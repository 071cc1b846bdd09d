//! Floating island demo
//!
//! Loads the island, scatters grass on its surface by raycast, parks a car,
//! hangs a moon, and spawns a flock of birds. The control panel recolors the
//! island gradient, moves the island group, and toggles wireframe.

use skerry::gfx::geometry::primitives::generate_sphere;
use skerry::gfx::scene::ObjSource;
use skerry::island::{AssetPaths, BirdFlock, ScenePipeline};

const MOON_POSITION: [f32; 3] = [-10.0, 3.0, 10.0];
const MOON_SCALE: f32 = 1.5;
const BIRD_COUNT: usize = 5;

fn main() -> anyhow::Result<()> {
    env_logger::init();

    let mut app = skerry::default();

    {
        let (scene, recolor, group, birds) = app.world_mut();

        scene.add_material_rgb("grass", 0.2, 0.6, 0.15, 0.0, 0.9);
        scene.add_material_rgb("car", 0.8, 0.2, 0.2, 0.3, 0.4);
        scene.add_material_rgb("bird", 0.95, 0.95, 0.95, 0.0, 0.8);
        scene.add_material_rgb("moon", 0.9, 0.9, 0.8, 0.0, 1.0);

        let mut pipeline = ScenePipeline::new(ObjSource, AssetPaths::default());
        match pipeline.run(scene, recolor, group) {
            Ok(report) => log::info!(
                "island scene ready: {} grass placed ({} fallbacks), {} meshes colored",
                report.grass_placed,
                report.grass_fallbacks,
                report.meshes_colored
            ),
            // A failed load leaves the scene partial; keep rendering what exists
            Err(err) => log::error!(
                "scene composition stopped at {:?}: {}",
                pipeline.stage(),
                err
            ),
        }

        let moon = generate_sphere(24, 16).transformed(MOON_SCALE, MOON_POSITION);
        let moon_index = scene.add_object_from_geometry("moon", &moon);
        if let Some(moon) = scene.get_object_mut(moon_index) {
            moon.set_material("moon");
            moon.cast_shadow = true;
        }

        *birds = BirdFlock::spawn(scene, &mut rand::rng(), BIRD_COUNT);
    }

    app.run()
}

___

Within the listing above, extract exactly the lines from the line with "0.15, 0.0, 0.9);" to the line with "0.8, 0.0, 1.0);", the two named lines included, and no others.

__Response to this exercise__.
        scene.add_material_rgb("grass", 0.2, 0.6, 0.15, 0.0, 0.9);
        scene.add_material_rgb("car", 0.8, 0.2, 0.2, 0.3, 0.4);
        scene.add_material_rgb("bird", 0.95, 0.95, 0.95, 0.0, 0.8);
        scene.add_material_rgb("moon", 0.9, 0.9, 0.8, 0.0, 1.0);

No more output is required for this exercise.